# en étant (uso del gerundio)



## sterrenzio

Bonjour, les amis francophones!

Oggi mi sono lanciata in una costruzione particolare... che potrebbe però suonare come una vera _bêtise_ alle orecchie delle persone alle quali è indirizzata... Onde evitare figuracce, mi rivolgo con fiducia agli astanti, grazie 

L'originale 

_Da parte del sottoscritto e da parte della società X posso solamente dire che la nostra intenzione è quella di collaborare con la società Y, tanto che abbiamo fatto realizzare i nostri cataloghi in lingua francese solo ed esclusivamente per il rapporto che abbiamo con Voi._

La traduzione... osée 

_En ce qui me concerne, et en ce qui concerne la société X, je ne peux que raffermir notre volonté de collaborer avec la société Y, une épreuve en étant les catalogues en langue française que nous avons fait réaliser exprès en vue de la relation commerciale avec votre société._


----------



## Yulan

Ciao Sterrenzio 

In attesa di madrelingua, il mio tentativo sarebbe: 

Tant de ma part que de la part de la société X, je peux vous rassurer que nous souhaitions (vivement) travailler avec la société Y, tant que nous avons réalisé nos catalogues en langue française uniquement en considération du rapport qui lie nos sociétés.

Ciao


----------



## robertaL

sterrenzio said:


> _._
> 
> _En ce qui me concerne, et en ce qui concerne la société X, je ne peux que raffermir notre volonté de collaborer avec la société Y, une épreuve en étant les catalogues en langue française que nous avons fait réaliser exprès en vue de la relation commerciale avec votre société._



Io direi piuttosto: "La preuve en est la production de_ catalogues en langue française expressément en  vue de la relation commerciale avec votre société_". Oppure (forse meglio): "... témoignée par nos_ catalogues en langue française expressément réalisés en  vue de la relation commerciale avec votre société_". 
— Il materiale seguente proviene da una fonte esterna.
//! Predefined unit constants grouped by family.
//!
//! Every constant is a `const` [`crate::PreciseUnit`] composed from the SI base vectors, so the whole catalogue is
//! evaluated at compile time and can be used in `match`-free lookup tables by downstream crates.
//!
//! ## Modules
//!
//! - [`si`]: base units, coherent derived units, decimal scale factors and common prefixed forms.
//! - [`special`]: error/default/NaN sentinels, per-unit markers, percentages and `√Hz`.
//! - [`length`]: international, US survey, imperial, nautical, astronomical and typographic lengths, plus areas.
//! - [`volume`]: US liquid and dry, imperial and metric kitchen volumes.
//! - [`mass`]: avoirdupois, troy and apothecaries' masses; gravitational force units; textile linear densities.
//! - [`time`]: calendar and astronomical time spans.
//! - [`angle`]: plane and solid angles, `rpm`.
//! - [`temperature`]: flagged offset scales (°C, °F, Réaumur) and Rankine.
//! - [`energy`]: energy, power, pressure and speed.
//! - [`cgs`]: centimetre–gram–second and radiation units.
//! - [`constants`]: physical constants as units.
//! - [`data`]: information units.
//! - [`log`]: logarithmic (equation) units.
//! - [`clinical`]: procedure-defined laboratory units in custom slots.

pub mod angle;
pub mod cgs;
pub mod clinical;
pub mod constants;
pub mod data;
pub mod energy;
pub mod length;
pub mod log;
pub mod mass;
pub mod si;
pub mod special;
pub mod temperature;
pub mod time;
pub mod volume;

#[cfg(test)]
mod tests {
    use super::*;
    use approx::assert_relative_eq;

    #[test]
    fn customary_lengths() {
        assert_relative_eq!(length::FT.multiplier(), 0.3048, max_relative = 1e-12);
        assert_relative_eq!(length::MILE.multiplier(), 1609.344, max_relative = 1e-12);
        assert!(length::US_FOOT.multiplier() > length::FT.multiplier());
    }

    #[test]
    fn gallon_is_231_cubic_inches() {
        assert_relative_eq!(volume::GAL.multiplier(), 3.785_411_784e-3, max_relative = 1e-12);
        assert_eq!(volume::GAL.base_units(), si::M.pow(3).base_units());
    }

    #[test]
    fn force_and_pressure() {
        assert_relative_eq!(mass::LBF.multiplier(), 4.448_221_615_260_5, max_relative = 1e-12);
        assert_relative_eq!(energy::PSI.multiplier(), 6894.757_293_168, max_relative = 1e-9);
        assert_eq!(energy::PSI.base_units(), si::PA.base_units());
    }

    #[test]
    fn derived_si_units_compose() {
        assert_eq!(si::N.multiply(si::M), si::J);
        assert_eq!(si::V.multiply(si::A), si::W);
        assert_eq!(si::OHM.multiply(si::SIEMENS), si::ONE);
        assert_eq!(si::W.multiply(si::S), energy::WS);
    }

    #[test]
    fn temperature_flags() {
        assert!(temperature::DEG_F.is_temperature());
        assert!(!temperature::DEG_R.is_temperature());
        assert_relative_eq!(temperature::DEG_F.multiplier(), temperature::DEG_R.multiplier());
    }

    #[test]
    fn clinical_slots_are_distinct() {
        assert_ne!(clinical::IU, clinical::ARB_UNIT);
        assert_ne!(clinical::PFU, clinical::CFU);
        assert!(crate::custom::is_custom_count_unit(clinical::HPF.base_units()));
        assert!(crate::custom::is_custom_unit(clinical::IU.base_units()));
    }

    #[test]
    fn sentinels() {
        assert!(special::ERROR.is_error());
        assert!(special::INVALID.is_error());
        assert!(special::DEFUNIT.is_default());
        assert!(!special::RATIO.is_error());
    }

    #[test]
    fn root_hertz_squares_back_to_hertz() {
        assert_eq!(special::ROOT_HERTZ.pow(2), si::HZ);
    }
}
Ma consiglio di aspettare il parere dei madre lingua.

Inoltre, "raffermir" non mi suona benissimo. Forse è meglio un "renouveler" o "confirmer".

Ma anche qui vado a orecchio e attendo conferma.


----------



## sterrenzio

... vista la pochezza del mio francese scritto, dove andrò a nascondermi quando dovrò incontrarli, questi signori? O me tapina, come mi compiango anticipatamente...

Grazie comunque per l'aiuto!


----------



## Yulan

Mah, aspettiamo madrelingua, ... che non ci si debba nascondere tutte!


----------



## robertaL

Macché nascondersi! E poi all'orale ce la si cava sempre. 
In attesa di madrelingua, volevo solo aggiungere che preferisco l' "uniquement en considération du rapport qui lie nos sociétés" suggerito da Yulan (la cui risposta non avevo inizialmente letto perché contemporanea alla mia)


----------



## matoupaschat

Ciao Sterrenzio,

Suppergiù, mi vedi d'accordo con Roberta. Ecco quanto stavo battendo prima di rendermi conto che c'erano delle risposte:
En ce qui me concerne, et en ce qui concerne la société X, je ne peux qu'affirmer/souligner notre volonté de collaborer avec la société Y,

(une épreuve preuve en étant les catalogues en langue française que nous avons fait réaliser exprès en vue de la relation commerciale avec votre société.) 

j'en veux pour preuve les catalogues en langue française que nous avons fait réaliser dans l'optique de la relation commerciale que nous entretenons avec votre société​Adesso leggo più attentamente. A presto.


----------



## sterrenzio

Ragazze grazie, oltre che brave mi avete anche fatto sorridere e tirata un po' su, in vista dell'inevitabile "orale di francese" ) 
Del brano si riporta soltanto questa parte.